If people were so upset about longer cycles, you’d think everyone would be using the short cycle. Yet it turns out its use is somewhat limited, perhaps because folks often run a dishwasher at night and unload it in the morning. A Consumer Reports survey found that a majority of consumers do not choose to use this option, and only 6% choose it most of the time. And modern dishwashers are much, much quieter than older models, so consumers are not bothered by having the machine run like they were decades ago. 

As for pending proposed strengthened standards for dishwashers from the Department of Energy (DOE), the agency has projected no substantial impact on the duration of a normal cycle. 


Perhaps most bizarrely, the Journal says that planned regulations would make it “slower to…boil pasta.” No evidence is presented, and this is simply not true. The DOE’s original proposed efficiency standards for gas and electric stoves specifically ensured that high-output burners could continue to be used on gas stoves.
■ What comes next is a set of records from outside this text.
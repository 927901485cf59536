use crate::analysis::classify::{is_identifier, is_reserved_word, is_type_keyword};
use crate::analysis::navigator::{find_matching_paren, find_next_meaningful};
use crate::lexer::Token;

/// The first binding of a `<type> <name> [= <expr>]` declaration.
#[derive(Debug, Clone, PartialEq, Eq)]
pub struct Declaration {
    pub name: String,
    pub declared_type: String,
    pub has_initializer: bool,
    /// Index of the name token.
    pub name_index: usize,
    /// Just past the name, or just past the `=` when an initializer follows,
    /// so the initializer itself is scanned as ordinary code.
    pub end_index: usize,
}

/// Recognizes a declaration starting at the first meaningful token of
/// `[start, end)`.
///
/// Only the first binding of a `T a, b;` list is parsed; callers walk the
/// rest of the list. A type with no name after it (a cast, a return type)
/// is not a declaration.
pub fn try_parse_declaration(tokens: &[Token], start: usize, end: usize) -> Option<Declaration> {
    let end = end.min(tokens.len());
    let type_start = find_next_meaningful(tokens, start, end)?;
    let (declared_type, after_type) = parse_type(tokens, type_start, end)?;

    let name_index = find_next_meaningful(tokens, after_type, end)?;
    let name = tokens[name_index].text.as_str();
    if !is_binding_name(name) {
        return None;
    }

    let mut declaration = Declaration {
        name: name.to_string(),
        declared_type,
        has_initializer: false,
        name_index,
        end_index: name_index + 1,
    };

    match find_next_meaningful(tokens, name_index + 1, end) {
        None => {}
        Some(next) => match tokens[next].text.as_str() {
            "=" => {
                declaration.has_initializer = true;
                declaration.end_index = next + 1;
            }
            ";" | "," | ")" => {}
            _ => return None,
        },
    }

    Some(declaration)
}

/// A name that can be bound by a declaration: an identifier that is neither
/// a type keyword (`int int = 5`) nor a control keyword.
pub fn is_binding_name(text: &str) -> bool {
    is_identifier(text) && !is_type_keyword(text) && !is_reserved_word(text)
}

/// Reads a type spelling starting at `index` and returns it with the index
/// just past it.
///
/// The first alternative must be a type keyword. A `(` after a keyword folds
/// the balanced suffix into the spelling (`mapping(string:int)`); `|` joins
/// further alternatives, which may also be class names; a trailing `...`
/// marks varargs.
pub(crate) fn parse_type(tokens: &[Token], index: usize, end: usize) -> Option<(String, usize)> {
    let first = tokens.get(index)?;
    if !is_type_keyword(&first.text) {
        return None;
    }

    let mut spelling = String::new();
    let mut cursor = index;
    loop {
        let text = tokens[cursor].text.as_str();
        spelling.push_str(text);
        cursor += 1;

        if is_type_keyword(text) {
            if let Some(open) = find_next_meaningful(tokens, cursor, end) {
                if tokens[open].text == "(" {
                    let close = find_matching_paren(tokens, open, end)?;
                    spelling.push_str(&join_meaningful(&tokens[open..=close]));
                    cursor = close + 1;
                }
            }
        }

        match find_next_meaningful(tokens, cursor, end) {
            Some(bar) if tokens[bar].text == "|" => {
                let next = find_next_meaningful(tokens, bar + 1, end)?;
                let alternative = tokens[next].text.as_str();
                if !is_type_keyword(alternative) && !is_binding_name(alternative) {
                    return None;
                }
                spelling.push('|');
                cursor = next;
            }
            Some(dots) if tokens[dots].text == "..." => {
                spelling.push_str("...");
                return Some((spelling, dots + 1));
            }
            _ => return Some((spelling, cursor)),
        }
    }
}

fn join_meaningful(tokens: &[Token]) -> String {
    tokens
        .iter()
        .map(|token| token.text.trim())
        .filter(|text| !text.is_empty() && !text.starts_with("//") && !text.starts_with("/*"))
        .collect()
}

#[cfg(test)]
mod tests {
    use super::*;
    use crate::lexer::Lexer;

    fn parse(source: &str) -> Option<Declaration> {
        let tokens = Lexer::from_text(source).tokenize().expect("tokenize");
        try_parse_declaration(&tokens, 0, tokens.len())
    }

    #[test]
    fn folds_parameterized_types() {
        let declaration = parse("mapping(string : int) scores = ([]);").expect("declaration");
        assert_eq!(declaration.declared_type, "mapping(string:int)");
        assert_eq!(declaration.name, "scores");
        assert!(declaration.has_initializer);
    }

    #[test]
    fn folds_alternatives() {
        let declaration = parse("string|array(string) value;").expect("declaration");
        assert_eq!(declaration.declared_type, "string|array(string)");
        assert!(!declaration.has_initializer);
    }

    #[test]
    fn rejects_type_keyword_names_and_casts() {
        assert!(parse("int int = 5;").is_none());
        assert!(parse("string) value").is_none());
        assert!(parse("string format(string s)").is_none());
    }

    #[test]
    fn varargs_parameter() {
        let declaration = parse("mixed ... args").expect("declaration");
        assert_eq!(declaration.declared_type, "mixed...");
        assert_eq!(declaration.name, "args");
    }
}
The agency’s revised proposal from August showed it was only considering efficiency levels that could still be met by stoves with as many as six high-output burners.  

A recommended modification to this pending standard by efficiency advocates and manufacturers would, if adopted, even mean that very few gas stove models today would need to be modified at all. And for electric models, the efficiency improvement would be achieved by reducing wasted power when burners are not on, so there would be no impact to heating power. 

Appliance hacks vs. the bigger picture 

In identifying some individuals who are hacking their appliances, the Journal has missed and obscured the bigger picture: these appliances are working better than they used to while costing far less to operate. This has been the pattern for decades now. If history is any guide, when the DOE gets its job done and updates the standards for these products, their performance will only continue to improve.